=== Begin Enclosure ===

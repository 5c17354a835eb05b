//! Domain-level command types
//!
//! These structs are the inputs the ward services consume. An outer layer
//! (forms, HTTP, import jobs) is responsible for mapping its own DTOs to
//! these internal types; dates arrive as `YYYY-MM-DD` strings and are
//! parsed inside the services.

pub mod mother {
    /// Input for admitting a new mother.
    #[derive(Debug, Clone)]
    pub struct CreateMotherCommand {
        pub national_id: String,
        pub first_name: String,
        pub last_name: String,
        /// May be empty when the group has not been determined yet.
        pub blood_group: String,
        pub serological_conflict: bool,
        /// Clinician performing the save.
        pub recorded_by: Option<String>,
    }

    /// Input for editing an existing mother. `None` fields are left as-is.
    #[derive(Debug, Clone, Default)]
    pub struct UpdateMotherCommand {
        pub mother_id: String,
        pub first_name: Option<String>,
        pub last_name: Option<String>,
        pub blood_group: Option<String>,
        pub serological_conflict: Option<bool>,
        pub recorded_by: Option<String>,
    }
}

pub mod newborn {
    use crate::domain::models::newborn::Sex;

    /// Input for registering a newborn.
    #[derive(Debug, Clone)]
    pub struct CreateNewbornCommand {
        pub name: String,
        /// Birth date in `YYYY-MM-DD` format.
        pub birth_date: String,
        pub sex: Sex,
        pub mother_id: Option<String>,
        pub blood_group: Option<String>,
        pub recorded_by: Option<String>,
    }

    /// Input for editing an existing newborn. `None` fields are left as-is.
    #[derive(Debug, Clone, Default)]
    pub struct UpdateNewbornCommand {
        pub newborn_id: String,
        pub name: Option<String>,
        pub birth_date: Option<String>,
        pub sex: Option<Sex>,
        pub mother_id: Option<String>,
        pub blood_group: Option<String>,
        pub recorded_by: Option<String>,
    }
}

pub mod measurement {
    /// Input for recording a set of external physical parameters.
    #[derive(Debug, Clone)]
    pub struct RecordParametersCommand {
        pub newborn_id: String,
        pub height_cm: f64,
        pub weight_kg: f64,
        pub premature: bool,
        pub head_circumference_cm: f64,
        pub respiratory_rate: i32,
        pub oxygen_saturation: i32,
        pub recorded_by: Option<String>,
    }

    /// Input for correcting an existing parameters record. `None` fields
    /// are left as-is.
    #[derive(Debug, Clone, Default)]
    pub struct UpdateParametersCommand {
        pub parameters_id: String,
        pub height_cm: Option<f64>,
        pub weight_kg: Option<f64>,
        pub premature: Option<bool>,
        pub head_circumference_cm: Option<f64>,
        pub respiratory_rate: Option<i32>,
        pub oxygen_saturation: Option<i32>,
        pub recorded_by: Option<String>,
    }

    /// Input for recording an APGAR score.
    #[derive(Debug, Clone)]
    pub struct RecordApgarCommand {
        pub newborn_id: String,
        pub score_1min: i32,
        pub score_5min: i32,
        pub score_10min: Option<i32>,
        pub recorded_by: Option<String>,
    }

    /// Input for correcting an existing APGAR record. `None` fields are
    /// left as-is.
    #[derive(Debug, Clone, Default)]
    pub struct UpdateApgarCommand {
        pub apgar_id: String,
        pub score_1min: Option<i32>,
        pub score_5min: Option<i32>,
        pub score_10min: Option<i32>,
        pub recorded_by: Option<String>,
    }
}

=== End Enclosure ===
=== Begin Enclosure ===

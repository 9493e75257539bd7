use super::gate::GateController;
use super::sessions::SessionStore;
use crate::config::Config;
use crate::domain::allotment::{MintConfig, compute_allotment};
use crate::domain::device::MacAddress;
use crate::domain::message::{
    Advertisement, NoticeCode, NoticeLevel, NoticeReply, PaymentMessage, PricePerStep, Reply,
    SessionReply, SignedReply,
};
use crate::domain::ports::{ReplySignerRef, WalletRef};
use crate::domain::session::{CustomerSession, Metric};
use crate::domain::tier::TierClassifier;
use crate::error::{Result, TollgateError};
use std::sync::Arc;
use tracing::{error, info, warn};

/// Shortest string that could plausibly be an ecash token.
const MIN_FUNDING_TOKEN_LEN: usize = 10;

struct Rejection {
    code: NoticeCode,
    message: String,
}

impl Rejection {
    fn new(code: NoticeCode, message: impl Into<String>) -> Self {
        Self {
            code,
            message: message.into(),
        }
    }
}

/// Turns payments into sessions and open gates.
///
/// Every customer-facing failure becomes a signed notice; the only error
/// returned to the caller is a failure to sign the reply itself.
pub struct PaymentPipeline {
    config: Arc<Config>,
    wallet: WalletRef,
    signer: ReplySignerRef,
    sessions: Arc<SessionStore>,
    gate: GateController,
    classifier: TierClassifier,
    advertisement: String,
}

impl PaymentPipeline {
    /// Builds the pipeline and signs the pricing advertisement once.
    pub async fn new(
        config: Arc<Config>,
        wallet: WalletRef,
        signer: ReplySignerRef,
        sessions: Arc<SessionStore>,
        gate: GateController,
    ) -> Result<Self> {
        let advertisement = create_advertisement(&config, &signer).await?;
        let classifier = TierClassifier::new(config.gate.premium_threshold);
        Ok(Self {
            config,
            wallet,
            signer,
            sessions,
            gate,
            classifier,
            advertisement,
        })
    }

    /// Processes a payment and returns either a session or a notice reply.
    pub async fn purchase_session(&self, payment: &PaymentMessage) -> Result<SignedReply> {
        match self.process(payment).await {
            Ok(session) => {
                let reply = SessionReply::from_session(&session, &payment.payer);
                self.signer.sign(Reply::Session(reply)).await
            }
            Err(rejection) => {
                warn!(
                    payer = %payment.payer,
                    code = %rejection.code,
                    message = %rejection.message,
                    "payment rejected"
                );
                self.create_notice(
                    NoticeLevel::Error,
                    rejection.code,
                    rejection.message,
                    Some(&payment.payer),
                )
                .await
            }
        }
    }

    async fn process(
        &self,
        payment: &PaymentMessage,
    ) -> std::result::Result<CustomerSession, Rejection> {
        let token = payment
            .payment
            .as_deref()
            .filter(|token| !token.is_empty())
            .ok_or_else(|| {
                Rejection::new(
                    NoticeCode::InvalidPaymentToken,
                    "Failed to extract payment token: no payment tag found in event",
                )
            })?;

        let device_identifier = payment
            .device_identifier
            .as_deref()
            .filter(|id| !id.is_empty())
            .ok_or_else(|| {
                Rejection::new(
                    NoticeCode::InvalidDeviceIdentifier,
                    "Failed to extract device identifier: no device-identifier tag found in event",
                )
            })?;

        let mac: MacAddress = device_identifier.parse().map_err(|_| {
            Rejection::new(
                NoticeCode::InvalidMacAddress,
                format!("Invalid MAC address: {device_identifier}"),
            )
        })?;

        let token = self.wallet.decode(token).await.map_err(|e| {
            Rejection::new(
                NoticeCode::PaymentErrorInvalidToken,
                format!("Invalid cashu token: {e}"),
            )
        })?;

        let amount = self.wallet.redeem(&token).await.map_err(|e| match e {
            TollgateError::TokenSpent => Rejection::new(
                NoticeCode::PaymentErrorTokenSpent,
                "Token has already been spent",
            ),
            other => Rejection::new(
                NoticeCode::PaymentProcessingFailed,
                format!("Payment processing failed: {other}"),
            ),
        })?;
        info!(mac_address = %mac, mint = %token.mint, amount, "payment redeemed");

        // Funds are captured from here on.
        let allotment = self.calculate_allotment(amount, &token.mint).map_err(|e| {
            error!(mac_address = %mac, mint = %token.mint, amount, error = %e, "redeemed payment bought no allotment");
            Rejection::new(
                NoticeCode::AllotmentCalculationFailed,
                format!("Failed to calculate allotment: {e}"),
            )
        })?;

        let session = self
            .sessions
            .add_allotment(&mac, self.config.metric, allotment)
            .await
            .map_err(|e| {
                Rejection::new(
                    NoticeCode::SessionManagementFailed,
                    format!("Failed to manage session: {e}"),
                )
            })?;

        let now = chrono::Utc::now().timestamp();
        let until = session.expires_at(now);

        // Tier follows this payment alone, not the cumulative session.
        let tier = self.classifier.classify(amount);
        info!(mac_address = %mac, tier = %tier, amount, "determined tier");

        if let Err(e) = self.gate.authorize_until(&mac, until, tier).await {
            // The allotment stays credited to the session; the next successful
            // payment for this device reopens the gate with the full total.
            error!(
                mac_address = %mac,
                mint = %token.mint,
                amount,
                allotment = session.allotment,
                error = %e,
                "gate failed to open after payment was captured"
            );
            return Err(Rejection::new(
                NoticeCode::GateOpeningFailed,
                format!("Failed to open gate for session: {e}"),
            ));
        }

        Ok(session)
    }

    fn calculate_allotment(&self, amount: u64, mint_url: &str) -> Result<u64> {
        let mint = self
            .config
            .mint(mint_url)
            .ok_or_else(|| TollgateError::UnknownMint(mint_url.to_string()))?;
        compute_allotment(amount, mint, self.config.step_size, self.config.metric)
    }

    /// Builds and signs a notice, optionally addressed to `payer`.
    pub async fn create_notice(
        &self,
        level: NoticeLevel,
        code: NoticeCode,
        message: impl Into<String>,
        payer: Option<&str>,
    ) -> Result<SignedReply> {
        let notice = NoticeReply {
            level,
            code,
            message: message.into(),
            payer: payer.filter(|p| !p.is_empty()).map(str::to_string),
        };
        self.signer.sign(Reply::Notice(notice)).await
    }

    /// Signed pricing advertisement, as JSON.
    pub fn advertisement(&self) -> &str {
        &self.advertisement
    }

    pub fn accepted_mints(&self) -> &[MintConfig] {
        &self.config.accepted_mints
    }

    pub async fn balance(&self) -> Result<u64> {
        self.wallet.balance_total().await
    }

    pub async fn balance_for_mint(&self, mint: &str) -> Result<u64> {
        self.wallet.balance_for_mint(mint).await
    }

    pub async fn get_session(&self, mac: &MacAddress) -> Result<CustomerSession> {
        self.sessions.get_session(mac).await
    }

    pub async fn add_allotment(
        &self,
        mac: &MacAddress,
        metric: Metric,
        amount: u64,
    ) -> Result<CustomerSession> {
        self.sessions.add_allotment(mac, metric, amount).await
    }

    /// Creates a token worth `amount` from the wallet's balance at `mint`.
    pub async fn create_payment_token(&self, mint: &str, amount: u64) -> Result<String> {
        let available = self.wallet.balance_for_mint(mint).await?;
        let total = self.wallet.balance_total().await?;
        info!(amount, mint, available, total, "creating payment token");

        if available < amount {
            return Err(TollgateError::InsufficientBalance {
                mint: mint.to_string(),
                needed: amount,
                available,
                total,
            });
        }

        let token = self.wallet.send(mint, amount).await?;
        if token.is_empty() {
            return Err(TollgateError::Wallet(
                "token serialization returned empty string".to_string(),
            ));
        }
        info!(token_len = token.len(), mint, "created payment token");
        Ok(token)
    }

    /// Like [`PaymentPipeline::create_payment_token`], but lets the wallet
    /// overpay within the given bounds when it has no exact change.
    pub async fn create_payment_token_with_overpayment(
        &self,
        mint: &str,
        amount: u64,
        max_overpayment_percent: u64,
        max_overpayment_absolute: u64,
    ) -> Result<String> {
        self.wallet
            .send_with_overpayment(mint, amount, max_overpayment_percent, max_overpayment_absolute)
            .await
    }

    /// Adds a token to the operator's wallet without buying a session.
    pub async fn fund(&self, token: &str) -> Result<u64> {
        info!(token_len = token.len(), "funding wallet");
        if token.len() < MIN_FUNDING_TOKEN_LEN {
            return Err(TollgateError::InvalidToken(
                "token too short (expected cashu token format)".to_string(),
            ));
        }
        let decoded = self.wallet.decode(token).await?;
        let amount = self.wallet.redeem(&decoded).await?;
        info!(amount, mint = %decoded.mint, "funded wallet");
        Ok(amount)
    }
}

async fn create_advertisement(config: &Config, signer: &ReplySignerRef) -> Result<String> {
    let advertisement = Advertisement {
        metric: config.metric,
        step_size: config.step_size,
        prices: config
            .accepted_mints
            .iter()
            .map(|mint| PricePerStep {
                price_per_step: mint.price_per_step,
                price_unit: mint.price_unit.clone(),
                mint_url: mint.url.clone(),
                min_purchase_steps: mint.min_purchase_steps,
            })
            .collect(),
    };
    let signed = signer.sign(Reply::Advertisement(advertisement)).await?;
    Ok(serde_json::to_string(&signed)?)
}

=== End Enclosure ===
=== Begin Enclosure ===

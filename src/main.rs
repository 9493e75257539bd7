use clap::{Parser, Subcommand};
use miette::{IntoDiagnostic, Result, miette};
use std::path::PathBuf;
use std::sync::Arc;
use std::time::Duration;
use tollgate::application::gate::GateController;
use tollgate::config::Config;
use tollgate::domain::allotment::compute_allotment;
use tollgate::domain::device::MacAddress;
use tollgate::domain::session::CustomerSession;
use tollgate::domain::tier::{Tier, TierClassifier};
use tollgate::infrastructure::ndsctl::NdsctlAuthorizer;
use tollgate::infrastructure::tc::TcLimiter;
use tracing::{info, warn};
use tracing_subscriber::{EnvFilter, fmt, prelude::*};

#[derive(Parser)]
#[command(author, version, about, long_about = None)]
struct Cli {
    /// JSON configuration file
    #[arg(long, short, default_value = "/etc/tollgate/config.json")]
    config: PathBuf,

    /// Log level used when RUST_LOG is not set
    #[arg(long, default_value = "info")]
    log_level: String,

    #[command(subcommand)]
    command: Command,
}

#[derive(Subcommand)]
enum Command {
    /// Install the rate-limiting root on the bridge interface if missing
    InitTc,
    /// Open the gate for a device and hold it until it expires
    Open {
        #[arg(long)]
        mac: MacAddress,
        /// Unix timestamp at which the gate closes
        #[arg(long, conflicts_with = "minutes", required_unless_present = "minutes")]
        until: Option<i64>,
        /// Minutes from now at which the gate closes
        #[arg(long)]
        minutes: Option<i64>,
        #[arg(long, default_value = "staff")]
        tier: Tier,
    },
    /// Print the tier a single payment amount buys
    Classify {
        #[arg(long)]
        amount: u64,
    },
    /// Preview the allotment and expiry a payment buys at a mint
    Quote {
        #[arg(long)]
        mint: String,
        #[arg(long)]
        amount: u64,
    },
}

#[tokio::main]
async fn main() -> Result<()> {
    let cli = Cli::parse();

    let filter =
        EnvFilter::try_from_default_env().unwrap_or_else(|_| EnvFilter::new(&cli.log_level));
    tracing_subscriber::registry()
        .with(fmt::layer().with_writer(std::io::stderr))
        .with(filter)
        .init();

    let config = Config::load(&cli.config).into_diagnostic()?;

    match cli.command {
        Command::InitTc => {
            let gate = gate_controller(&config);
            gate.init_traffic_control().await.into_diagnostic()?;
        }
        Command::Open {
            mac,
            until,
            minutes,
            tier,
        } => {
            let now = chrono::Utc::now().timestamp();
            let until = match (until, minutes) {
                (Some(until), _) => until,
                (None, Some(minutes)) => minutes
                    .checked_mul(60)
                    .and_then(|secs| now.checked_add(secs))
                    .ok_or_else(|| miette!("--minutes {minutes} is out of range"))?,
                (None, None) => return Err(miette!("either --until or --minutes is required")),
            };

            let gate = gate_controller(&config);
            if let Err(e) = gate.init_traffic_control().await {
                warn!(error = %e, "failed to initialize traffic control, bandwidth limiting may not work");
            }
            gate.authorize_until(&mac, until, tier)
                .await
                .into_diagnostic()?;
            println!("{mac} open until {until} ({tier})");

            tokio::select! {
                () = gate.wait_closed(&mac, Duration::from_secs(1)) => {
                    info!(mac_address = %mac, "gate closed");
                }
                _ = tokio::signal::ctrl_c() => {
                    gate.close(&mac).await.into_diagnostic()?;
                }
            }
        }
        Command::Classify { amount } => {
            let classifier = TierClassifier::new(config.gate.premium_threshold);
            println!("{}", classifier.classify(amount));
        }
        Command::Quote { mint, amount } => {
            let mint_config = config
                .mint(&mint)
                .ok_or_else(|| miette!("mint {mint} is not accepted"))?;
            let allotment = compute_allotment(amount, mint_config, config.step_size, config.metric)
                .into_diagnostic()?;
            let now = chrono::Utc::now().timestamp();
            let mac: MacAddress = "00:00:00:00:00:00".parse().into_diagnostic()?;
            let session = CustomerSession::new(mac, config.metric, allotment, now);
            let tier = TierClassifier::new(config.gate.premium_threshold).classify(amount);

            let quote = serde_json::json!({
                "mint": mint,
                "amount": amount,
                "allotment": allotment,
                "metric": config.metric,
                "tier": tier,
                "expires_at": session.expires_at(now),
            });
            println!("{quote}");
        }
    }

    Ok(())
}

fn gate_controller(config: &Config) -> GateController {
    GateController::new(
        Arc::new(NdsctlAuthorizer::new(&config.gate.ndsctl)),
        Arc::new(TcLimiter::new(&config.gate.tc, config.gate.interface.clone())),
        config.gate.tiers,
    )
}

=== End Enclosure ===

Scan the material above for the string "PricePerStep", and copy every line where it is found.

■ Response area:
    Advertisement, NoticeCode, NoticeLevel, NoticeReply, PaymentMessage, PricePerStep, Reply,
            .map(|mint| PricePerStep {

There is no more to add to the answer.